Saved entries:
- Opening Delimiter -
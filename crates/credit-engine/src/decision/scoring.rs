use rust_decimal::prelude::ToPrimitive;
use rust_decimal::{Decimal, RoundingStrategy};
use rust_decimal_macros::dec;

use super::config::{BlendMode, FactorWeights, StrategyProfile};
use super::domain::{FactorKind, ScoreComponent};

pub(crate) const SCORE_FLOOR: i32 = 0;
pub(crate) const SCORE_CEILING: i32 = 1000;

const BASE_OFFSET: Decimal = dec!(500);
const INTERNAL_BLEND_WEIGHT: Decimal = dec!(0.6);
const BUREAU_BLEND_WEIGHT: Decimal = dec!(0.4);
/// Bureau historical scores arrive on a 300-850 scale.
const BUREAU_SCALE_FLOOR: Decimal = dec!(300);
const BUREAU_SCALE_SPAN: Decimal = dec!(550);

/// A factor produced points outside its contract. Programming defect;
/// fatal for the affected evaluation, never partially-computed output.
#[derive(Debug, Clone, PartialEq, thiserror::Error)]
pub enum InvariantViolation {
    #[error("factor {factor:?} produced {points} points outside {min}..={max}")]
    FactorOutOfRange {
        factor: FactorKind,
        points: Decimal,
        min: Decimal,
        max: Decimal,
    },
}

fn factor_range(factor: FactorKind) -> (Decimal, Decimal) {
    match factor {
        FactorKind::Income => (Decimal::ZERO, dec!(300)),
        FactorKind::Sector => (Decimal::ZERO, dec!(250)),
        FactorKind::DebtToIncome => (Decimal::ZERO, dec!(250)),
        FactorKind::Stability => (dec!(-20), dec!(200)),
        FactorKind::Affordability => (dec!(-100), dec!(150)),
        FactorKind::AmountToIncome => (dec!(-50), dec!(100)),
    }
}

/// `500 + sum(points * weight)`, strategy-adjusted, then clamped to
/// [0, 1000] exactly once. Weight-sum validity is a startup assertion, not a
/// per-call check; per-factor range is re-verified here because a violation
/// means a broken calculator.
pub(crate) fn internal_score(
    components: &[ScoreComponent],
    weights: &FactorWeights,
    strategy: &StrategyProfile,
) -> Result<i32, InvariantViolation> {
    let mut weighted = Decimal::ZERO;
    for component in components {
        let (min, max) = factor_range(component.factor);
        if component.points < min || component.points > max {
            return Err(InvariantViolation::FactorOutOfRange {
                factor: component.factor,
                points: component.points,
                min,
                max,
            });
        }
        weighted += component.points * weights.weight_for(component.factor);
    }

    let adjusted = (BASE_OFFSET + weighted) * strategy.multiplier;
    Ok(clamp_score(round_to_score(adjusted)))
}

/// 60/40 blend of the internal score with the bureau's historical score.
/// Without a bureau file the internal score stands alone.
///
/// `Legacy` feeds the raw 300-850 figure into the 0-1000 scale unchanged,
/// matching the source system's numbers; `Rescaled` maps it onto 0-1000
/// first. Both land on a single final clamp.
pub(crate) fn blended_score(internal: i32, bureau_history: Option<u16>, mode: BlendMode) -> i32 {
    let Some(history) = bureau_history else {
        return internal;
    };

    let bureau = match mode {
        BlendMode::Legacy => Decimal::from(history),
        BlendMode::Rescaled => {
            (Decimal::from(history) - BUREAU_SCALE_FLOOR) * dec!(1000) / BUREAU_SCALE_SPAN
        }
    };

    let blended = Decimal::from(internal) * INTERNAL_BLEND_WEIGHT + bureau * BUREAU_BLEND_WEIGHT;
    clamp_score(round_to_score(blended))
}

fn round_to_score(value: Decimal) -> i32 {
    value
        .round_dp_with_strategy(0, RoundingStrategy::MidpointAwayFromZero)
        .to_i32()
        .unwrap_or(i32::MAX)
}

fn clamp_score(score: i32) -> i32 {
    score.clamp(SCORE_FLOOR, SCORE_CEILING)
}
- Closing Delimiter -
What you have to do →
An exact repetition of all the entries is required.

Written answer →
filename crates/credit-engine/src/decision/scoring.rs
use rust_decimal::prelude::ToPrimitive;
use rust_decimal::{Decimal, RoundingStrategy};
use rust_decimal_macros::dec;

use super::config::{BlendMode, FactorWeights, StrategyProfile};
use super::domain::{FactorKind, ScoreComponent};

pub(crate) const SCORE_FLOOR: i32 = 0;
pub(crate) const SCORE_CEILING: i32 = 1000;

const BASE_OFFSET: Decimal = dec!(500);
const INTERNAL_BLEND_WEIGHT: Decimal = dec!(0.6);
const BUREAU_BLEND_WEIGHT: Decimal = dec!(0.4);
/// Bureau historical scores arrive on a 300-850 scale.
const BUREAU_SCALE_FLOOR: Decimal = dec!(300);
const BUREAU_SCALE_SPAN: Decimal = dec!(550);

/// A factor produced points outside its contract. Programming defect;
/// fatal for the affected evaluation, never partially-computed output.
#[derive(Debug, Clone, PartialEq, thiserror::Error)]
pub enum InvariantViolation {
    #[error("factor {factor:?} produced {points} points outside {min}..={max}")]
    FactorOutOfRange {
        factor: FactorKind,
        points: Decimal,
        min: Decimal,
        max: Decimal,
    },
}

fn factor_range(factor: FactorKind) -> (Decimal, Decimal) {
    match factor {
        FactorKind::Income => (Decimal::ZERO, dec!(300)),
        FactorKind::Sector => (Decimal::ZERO, dec!(250)),
        FactorKind::DebtToIncome => (Decimal::ZERO, dec!(250)),
        FactorKind::Stability => (dec!(-20), dec!(200)),
        FactorKind::Affordability => (dec!(-100), dec!(150)),
        FactorKind::AmountToIncome => (dec!(-50), dec!(100)),
    }
}

/// `500 + sum(points * weight)`, strategy-adjusted, then clamped to
/// [0, 1000] exactly once. Weight-sum validity is a startup assertion, not a
/// per-call check; per-factor range is re-verified here because a violation
/// means a broken calculator.
pub(crate) fn internal_score(
    components: &[ScoreComponent],
    weights: &FactorWeights,
    strategy: &StrategyProfile,
) -> Result<i32, InvariantViolation> {
    let mut weighted = Decimal::ZERO;
    for component in components {
        let (min, max) = factor_range(component.factor);
        if component.points < min || component.points > max {
            return Err(InvariantViolation::FactorOutOfRange {
                factor: component.factor,
                points: component.points,
                min,
                max,
            });
        }
        weighted += component.points * weights.weight_for(component.factor);
    }

    let adjusted = (BASE_OFFSET + weighted) * strategy.multiplier;
    Ok(clamp_score(round_to_score(adjusted)))
}

/// 60/40 blend of the internal score with the bureau's historical score.
/// Without a bureau file the internal score stands alone.
///
/// `Legacy` feeds the raw 300-850 figure into the 0-1000 scale unchanged,
/// matching the source system's numbers; `Rescaled` maps it onto 0-1000
/// first. Both land on a single final clamp.
pub(crate) fn blended_score(internal: i32, bureau_history: Option<u16>, mode: BlendMode) -> i32 {
    let Some(history) = bureau_history else {
        return internal;
    };

    let bureau = match mode {
        BlendMode::Legacy => Decimal::from(history),
        BlendMode::Rescaled => {
            (Decimal::from(history) - BUREAU_SCALE_FLOOR) * dec!(1000) / BUREAU_SCALE_SPAN
        }
    };

    let blended = Decimal::from(internal) * INTERNAL_BLEND_WEIGHT + bureau * BUREAU_BLEND_WEIGHT;
    clamp_score(round_to_score(blended))
}

fn round_to_score(value: Decimal) -> i32 {
    value
        .round_dp_with_strategy(0, RoundingStrategy::MidpointAwayFromZero)
        .to_i32()
        .unwrap_or(i32::MAX)
}

fn clamp_score(score: i32) -> i32 {
    score.clamp(SCORE_FLOOR, SCORE_CEILING)
}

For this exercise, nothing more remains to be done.